A notification email is sent to a recipient list with the same information as the detection card. Click Investigate This Detection to view the detection in the ExtraHop system. Users must be granted access through the Detections Access Control global policy before they can view detections in the ExtraHop system.
Before you begin
- Users must have full-write or higher privileges to create a detection notification.
- Detection notifications are only available from Command appliances and Reveal(x) 360 and require a connection to ExtraHop Cloud Services.
- Email notifications are sent from firstname.lastname@example.org.

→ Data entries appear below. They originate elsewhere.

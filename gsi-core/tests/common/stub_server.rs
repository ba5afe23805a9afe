//! An axum server standing in for the REST, Cypher and Gremlin endpoints of a graph service.
use axum::{
    Json, Router,
    extract::{Path, Query, State},
    http::{HeaderMap, StatusCode},
    response::{IntoResponse, Response},
    routing::{get, post},
};
use serde_json::{Value, json};
use std::collections::HashMap;
use std::sync::atomic::{AtomicUsize, Ordering};
use std::sync::{Arc, Mutex};
use std::time::Duration;
use tokio::{
    io::{AsyncReadExt, AsyncWriteExt},
    net::{TcpListener, TcpStream},
    task::JoinHandle,
};

#[derive(Clone, Default)]
pub struct ServerState {
    pub flaky_gets: Arc<AtomicUsize>,
    pub flaky_posts: Arc<AtomicUsize>,
    pub flaky_statements: Arc<AtomicUsize>,
    pub flaky_scripts: Arc<AtomicUsize>,
    pub statements: Arc<Mutex<Vec<Value>>>,
}

pub struct StubServer {
    pub url: String,
    pub state: ServerState,
    handle: JoinHandle<()>,
}

impl Drop for StubServer {
    fn drop(&mut self) {
        self.handle.abort();
    }
}

pub async fn spawn() -> StubServer {
    let listener = TcpListener::bind("127.0.0.1:0")
        .await
        .expect("bind temp port");
    serve(listener)
}

/// Serves on an already bound listener, e.g. a port that was refusing connections before.
pub fn serve(listener: TcpListener) -> StubServer {
    let state = ServerState::default();
    let app = Router::new()
        .route("/v1/vertex/{id}", get(get_vertex).delete(delete_vertex))
        .route("/v1/vertex", get(list_vertices).post(add_vertex))
        .route("/v1/flaky/vertex/{id}", get(flaky_get))
        .route("/v1/flaky/vertex", post(flaky_post))
        .route("/v1/slow", get(slow))
        .route("/v1/ping", get(ping))
        .route("/db/neo4j/tx/commit", post(cypher_commit))
        .route("/gremlin", post(gremlin))
        .with_state(state.clone());

    let addr = listener.local_addr().expect("local addr");
    let handle = tokio::spawn(async move {
        axum::serve(listener, app).await.expect("stub server");
    });

    StubServer {
        url: format!("http://{addr}"),
        state,
        handle,
    }
}

async fn get_vertex(Path(id): Path<String>) -> Response {
    if id == "v1" {
        Json(json!({ "id": "v1", "label": "person" })).into_response()
    } else {
        (
            StatusCode::NOT_FOUND,
            Json(json!({ "message": format!("vertex '{id}' not found") })),
        )
            .into_response()
    }
}

async fn delete_vertex(Path(_id): Path<String>) -> StatusCode {
    StatusCode::NO_CONTENT
}

async fn list_vertices(
    Query(query): Query<HashMap<String, String>>,
    headers: HeaderMap,
) -> Json<Value> {
    let graph = headers
        .get("x-graph-name")
        .and_then(|v| v.to_str().ok())
        .unwrap_or("none");
    let label = query.get("label").map(String::as_str).unwrap_or("any");
    let limit: usize = query.get("limit").and_then(|l| l.parse().ok()).unwrap_or(1);

    Json(Value::Array(
        (0..limit)
            .map(|i| json!({ "id": format!("{graph}-{i}"), "label": label }))
            .collect(),
    ))
}

async fn add_vertex(Json(body): Json<Value>) -> (StatusCode, Json<Value>) {
    (
        StatusCode::CREATED,
        Json(json!({ "id": "v100", "label": body["label"], "properties": body["properties"] })),
    )
}

async fn flaky_get(State(state): State<ServerState>, Path(id): Path<String>) -> Response {
    if state.flaky_gets.fetch_add(1, Ordering::SeqCst) == 0 {
        return StatusCode::SERVICE_UNAVAILABLE.into_response();
    }
    Json(json!({ "id": id, "label": "person" })).into_response()
}

async fn flaky_post(State(state): State<ServerState>, Json(body): Json<Value>) -> Response {
    if state.flaky_posts.fetch_add(1, Ordering::SeqCst) == 0 {
        return StatusCode::SERVICE_UNAVAILABLE.into_response();
    }
    (
        StatusCode::CREATED,
        Json(json!({ "id": "v101", "label": body["label"] })),
    )
        .into_response()
}

async fn slow() -> Json<Value> {
    tokio::time::sleep(Duration::from_secs(2)).await;
    Json(json!({}))
}

async fn ping() -> &'static str {
    "OK"
}

async fn cypher_commit(State(state): State<ServerState>, Json(body): Json<Value>) -> Json<Value> {
    let statement = body["statements"][0].clone();
    state.statements.lock().unwrap().push(statement.clone());

    let text = statement["statement"].as_str().unwrap_or_default();
    let response = if text.contains("v:Flaky")
        && state.flaky_statements.fetch_add(1, Ordering::SeqCst) == 0
    {
        json!({
            "results": [],
            "errors": [{ "code": "Neo.TransientError.Transaction.DeadlockDetected", "message": "Deadlock" }]
        })
    } else if text.contains("count(v)") {
        json!({
            "results": [{ "columns": ["total"], "data": [{ "row": [6], "meta": [null] }] }],
            "errors": []
        })
    } else if text.contains("KNOWS") && statement["parameters"]["id"] == "v1" {
        json!({
            "results": [{
                "columns": ["id", "label"],
                "data": [
                    { "row": ["v2", "person"], "meta": [null, null] },
                    { "row": ["v4", "person"], "meta": [null, null] }
                ]
            }],
            "errors": []
        })
    } else {
        json!({
            "results": [],
            "errors": [{ "code": "Neo.ClientError.Statement.SyntaxError", "message": "Invalid input" }]
        })
    };

    Json(response)
}

async fn gremlin(State(state): State<ServerState>, Json(body): Json<Value>) -> Response {
    let script = body["gremlin"].as_str().unwrap_or_default();
    if script == "g.V(vid).limit(1)" && state.flaky_scripts.fetch_add(1, Ordering::SeqCst) == 0 {
        return StatusCode::SERVICE_UNAVAILABLE.into_response();
    }

    if script.starts_with("g.V(vid)") && body["bindings"]["vid"] == 1 {
        Json(json!({
            "requestId": "8d3a8e3c-1d47-4f0a-8a8e-3b6e5f0c1a2b",
            "status": { "message": "", "code": 200, "attributes": {} },
            "result": {
                "data": {
                    "@type": "g:List",
                    "@value": [{
                        "@type": "g:Vertex",
                        "@value": {
                            "id": { "@type": "g:Int64", "@value": 1 },
                            "label": "person",
                            "properties": {
                                "name": [{
                                    "@type": "g:VertexProperty",
                                    "@value": { "id": { "@type": "g:Int64", "@value": 0 }, "value": "marko", "label": "name" }
                                }]
                            }
                        }
                    }]
                },
                "meta": { "@type": "g:Map", "@value": [] }
            }
        }))
        .into_response()
    } else {
        Json(json!({
            "requestId": "8d3a8e3c-1d47-4f0a-8a8e-3b6e5f0c1a2c",
            "status": { "message": "No such property: vid", "code": 597, "attributes": {} },
            "result": { "data": null, "meta": {} }
        }))
        .into_response()
    }
}

/// A bare HTTP/1.1 server that closes its first connection as soon as it has read the request,
/// and answers `GET /v1/vertex/{id}` on every later one.
pub struct DroppingServer {
    pub url: String,
    pub accepted: Arc<AtomicUsize>,
    handle: JoinHandle<()>,
}

impl Drop for DroppingServer {
    fn drop(&mut self) {
        self.handle.abort();
    }
}

pub async fn spawn_dropping() -> DroppingServer {
    let listener = TcpListener::bind("127.0.0.1:0")
        .await
        .expect("bind temp port");
    let addr = listener.local_addr().expect("local addr");
    let accepted = Arc::new(AtomicUsize::new(0));

    let counter = accepted.clone();
    let handle = tokio::spawn(async move {
        while let Ok((stream, _)) = listener.accept().await {
            let attempt = counter.fetch_add(1, Ordering::SeqCst);
            tokio::spawn(serve_once(stream, attempt));
        }
    });

    DroppingServer {
        url: format!("http://{addr}"),
        accepted,
        handle,
    }
}

async fn serve_once(mut stream: TcpStream, attempt: usize) {
    let mut request = Vec::new();
    let mut buf = [0u8; 1024];
    while !request.windows(4).any(|w| w == b"\r\n\r\n") {
        match stream.read(&mut buf).await {
            Ok(0) | Err(_) => return,
            Ok(n) => request.extend_from_slice(&buf[..n]),
        }
    }

    if attempt == 0 {
        return;
    }

    let body = json!({ "id": "v1", "label": "person" }).to_string();
    let response = format!(
        "HTTP/1.1 200 OK\r\ncontent-type: application/json\r\ncontent-length: {}\r\nconnection: close\r\n\r\n{body}",
        body.len()
    );
    let _ = stream.write_all(response.as_bytes()).await;
    let _ = stream.shutdown().await;
}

Make sure to add this address to your list of allowed senders.
- Log in to the ExtraHop system through https://<extrahop-hostname-or-IP-address>.
- Click the System Settings icon and then click Notification Rules.
- Click Create.
- Type a unique name for the notification rule in the Name field.
- In the Description field, add information about the notification rule.
In the Criteria section, click Add Criteria to specify
criteria that will generate a notification.
The criteria options match the filtering options on the Detections page.
- Device Role
- In the Actions section, type individual email addresses, separated by a comma.
- Click Save.
A notification is sent the first time a detection matches the criteria of a notification rule. A single detection will never generate more than one notification per notification rule.